As a US expatriate, you may be eligible to create a tax deductible (for US tax purposes) retirement plan if you operate your own business abroad through your own sole proprietorship or by utilizing a US corporation or LLC. The funds contributed are tax deductible and the earnings grow tax free until you withdraw the funds when you retire. AN IRS EXPLANATION OF THE AVAILABLE PLANS IS HERE
It is important to keep in mind, that if you operate abroad through a sole proprietorship, in most situations you can only make a contribution to an IRA or self employed retirement plan if the net taxable profit from your business exceeds your foreign earned income exclusion (if you are taking it). We can help you put together a US tax deductible retirement plan that will work for you.

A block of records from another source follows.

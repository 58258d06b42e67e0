use crate::error::{LayoutError, LayoutResult};

/// Row-major grid coordinate. `x` is the column, `y` the row.
#[derive(
    Clone, Copy, Debug, PartialEq, Eq, PartialOrd, Ord, Hash, serde::Serialize, serde::Deserialize,
)]
pub struct Placement {
    pub x: u64,
    pub y: u64,
}

#[derive(Clone, Copy, Debug, PartialEq, Eq, serde::Serialize)]
pub struct GridSpec {
    width: u64, // always > 0
    height: i64, // informational only, never bounds placement
}

impl GridSpec {
    pub fn new(width: i64, height: i64) -> LayoutResult<Self> {
        if width <= 0 {
            return Err(LayoutError::invalid_config(format!(
                "width must be positive (got {width})"
            )));
        }
        Ok(Self {
            width: width.unsigned_abs(),
            height,
        })
    }

    pub fn width(self) -> u64 {
        self.width
    }

    pub fn height(self) -> i64 {
        self.height
    }

    pub fn placement_for(self, index: u64) -> Placement {
        Placement {
            x: index % self.width,
            y: index / self.width,
        }
    }

    /// Number of rows needed for `count` placements.
    pub fn rows_for(self, count: u64) -> u64 {
        count.div_ceil(self.width)
    }

    /// True when `rows` rows would not fit into the declared height.
    pub fn exceeds_height(self, rows: u64) -> bool {
        match u64::try_from(self.height) {
            Ok(h) => rows > h,
            Err(_) => rows > 0,
        }
    }
}
//! Best-effort text rendering setup for downstream plotting of layouts.
//!
//! Nothing in placement depends on this. Every failure is swallowed and logged.

use std::path::{Path, PathBuf};
use std::sync::OnceLock;

pub const FONT_ENV_VAR: &str = "PLANT_LAYOUT_FONT";
/// Older name, still honoured when [`FONT_ENV_VAR`] is unset.
pub const HANGUL_FONT_ENV_VAR: &str = "HANGUL_FONT_PATH";
pub const DEFAULT_FONT_PATH: &str = "/usr/share/fonts/truetype/nanum/NanumGothic.ttf";

#[derive(Clone, Debug, PartialEq, Eq)]
pub struct TextRendering {
    pub font_path: PathBuf,
    pub family: String,
    pub face_count: usize,
}

static TEXT_RENDERING: OnceLock<Option<TextRendering>> = OnceLock::new();

/// Configure the font once per process. Later calls return the first result.
pub fn init_text_rendering() -> Option<&'static TextRendering> {
    TEXT_RENDERING
        .get_or_init(|| {
            let path = font_path_from_env();
            match load_font(&path) {
                Ok(cfg) => {
                    tracing::debug!(family = %cfg.family, path = %path.display(), "font configured");
                    Some(cfg)
                }
                Err(reason) => {
                    tracing::debug!(path = %path.display(), %reason, "font setup skipped");
                    None
                }
            }
        })
        .as_ref()
}

/// The configuration recorded by [`init_text_rendering`], if it ran and succeeded.
pub fn text_rendering() -> Option<&'static TextRendering> {
    TEXT_RENDERING.get().and_then(Option::as_ref)
}

pub fn font_path_from_env() -> PathBuf {
    resolve_font_path(
        std::env::var_os(FONT_ENV_VAR).map(PathBuf::from),
        std::env::var_os(HANGUL_FONT_ENV_VAR).map(PathBuf::from),
    )
}

fn resolve_font_path(preferred: Option<PathBuf>, hangul: Option<PathBuf>) -> PathBuf {
    [preferred, hangul]
        .into_iter()
        .flatten()
        .find(|p| !p.as_os_str().is_empty())
        .unwrap_or_else(|| PathBuf::from(DEFAULT_FONT_PATH))
}

pub fn load_font(path: &Path) -> Result<TextRendering, String> {
    let mut db = usvg::fontdb::Database::new();
    db.load_font_file(path)
        .map_err(|e| format!("read font '{}': {e}", path.display()))?;

    let face_count = db.faces().count();
    let family = db
        .faces()
        .find_map(|face| face.families.first().map(|(name, _)| name.clone()))
        .ok_or_else(|| format!("no usable font faces in '{}'", path.display()))?;

    Ok(TextRendering {
        font_path: path.to_path_buf(),
        family,
        face_count,
    })
}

Unless provided otherwise by a US tax treaty with the country in which you work (and there are only a few treaties that have favorable provisions) if a contribution is made to a foreign pension plan by your employer in your behalf, you must report that contribution as income on your US tax return and any earnings made on the funds in your foreign pension plan may also be immediately taxable to you. If you have a separate account in that foreign pension plan you may also be obligated to file Forms 3520 and 3520A each year to report information on that separate account which the IRS deems a foreign trust. Failure to file these two forms can result in extremely large penalties.

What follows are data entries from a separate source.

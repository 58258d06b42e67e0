use std::path::PathBuf;

use anyhow::Context as _;
use clap::{Parser, ValueEnum};
use tracing_subscriber::EnvFilter;

/// Assign row-major grid positions to the rows of a CSV file.
#[derive(Parser, Debug)]
#[command(name = "plant-layout", version, allow_negative_numbers = true)]
struct Cli {
    /// Grid width (columns per row). Must be positive.
    width: i64,

    /// Grid height. Recorded only; placements are not bounded by it.
    height: i64,

    /// Input file with a header row.
    input_path: PathBuf,

    /// Output directory for `placement.json` and `layout.csv`. Created if missing.
    #[arg(long = "out")]
    out_dir: PathBuf,

    /// Input encoding.
    #[arg(long, value_enum, default_value_t = InputChoice::Csv)]
    input_format: InputChoice,

    /// Print diagnostics about font setup (path, family, face count).
    #[arg(long)]
    dump_fonts: bool,
}

#[derive(Clone, Copy, Debug, ValueEnum)]
enum InputChoice {
    Csv,
    Tsv,
    PlantsJson,
}

fn main() -> anyhow::Result<()> {
    tracing_subscriber::fmt()
        .with_writer(std::io::stderr)
        .with_env_filter(
            EnvFilter::try_from_default_env().unwrap_or_else(|_| EnvFilter::new("warn")),
        )
        .init();

    plant_layout::fonts::init_text_rendering();

    let cli = Cli::parse();
    if cli.dump_fonts {
        dump_font_diagnostics();
    }

    let grid = plant_layout::GridSpec::new(cli.width, cli.height)?;
    let format = match cli.input_format {
        InputChoice::Csv => plant_layout::InputFormat::Csv,
        InputChoice::Tsv => plant_layout::InputFormat::Tsv,
        InputChoice::PlantsJson => plant_layout::InputFormat::PlantsJson,
    };

    let job = plant_layout::LayoutJob {
        grid,
        input: cli.input_path,
        format,
        out_dir: cli.out_dir,
    };
    let outputs = plant_layout::run_layout(&job)
        .with_context(|| format!("layout '{}'", job.input.display()))?;

    eprintln!(
        "placed {} records; wrote {} and {}",
        outputs.placed,
        outputs.placement_json.display(),
        outputs.layout_csv.display()
    );
    Ok(())
}

fn dump_font_diagnostics() {
    eprintln!("font diagnostics:");
    match plant_layout::fonts::text_rendering() {
        Some(f) => {
            eprintln!("  font_path:  {}", f.font_path.display());
            eprintln!("  family:     {}", f.family);
            eprintln!("  font_faces: {}", f.face_count);
        }
        None => {
            eprintln!(
                "  font_path:  {} (not loaded)",
                plant_layout::fonts::font_path_from_env().display()
            );
        }
    }
}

It is important to keep in mind, that if you operate abroad through a sole proprietorship, in most situations you can only make a contribution to an IRA or self employed retirement plan if the net taxable profit from your business exceeds your foreign earned income exclusion (if you are taking it). We can help you put together a US tax deductible retirement plan that will work for you.
Unless provided otherwise by a US tax treaty with the country in which you work (and there are only a few treaties that have favorable provisions) if a contribution is made to a foreign pension plan by your employer in your behalf, you must report that contribution as income on your US tax return and any earnings made on the funds in your foreign pension plan may also be immediately taxable to you. If you have a separate account in that foreign pension plan you may also be obligated to file Forms 3520 and 3520A each year to report information on that separate account which the IRS deems a foreign trust. Failure to file these two forms can result in extremely large penalties.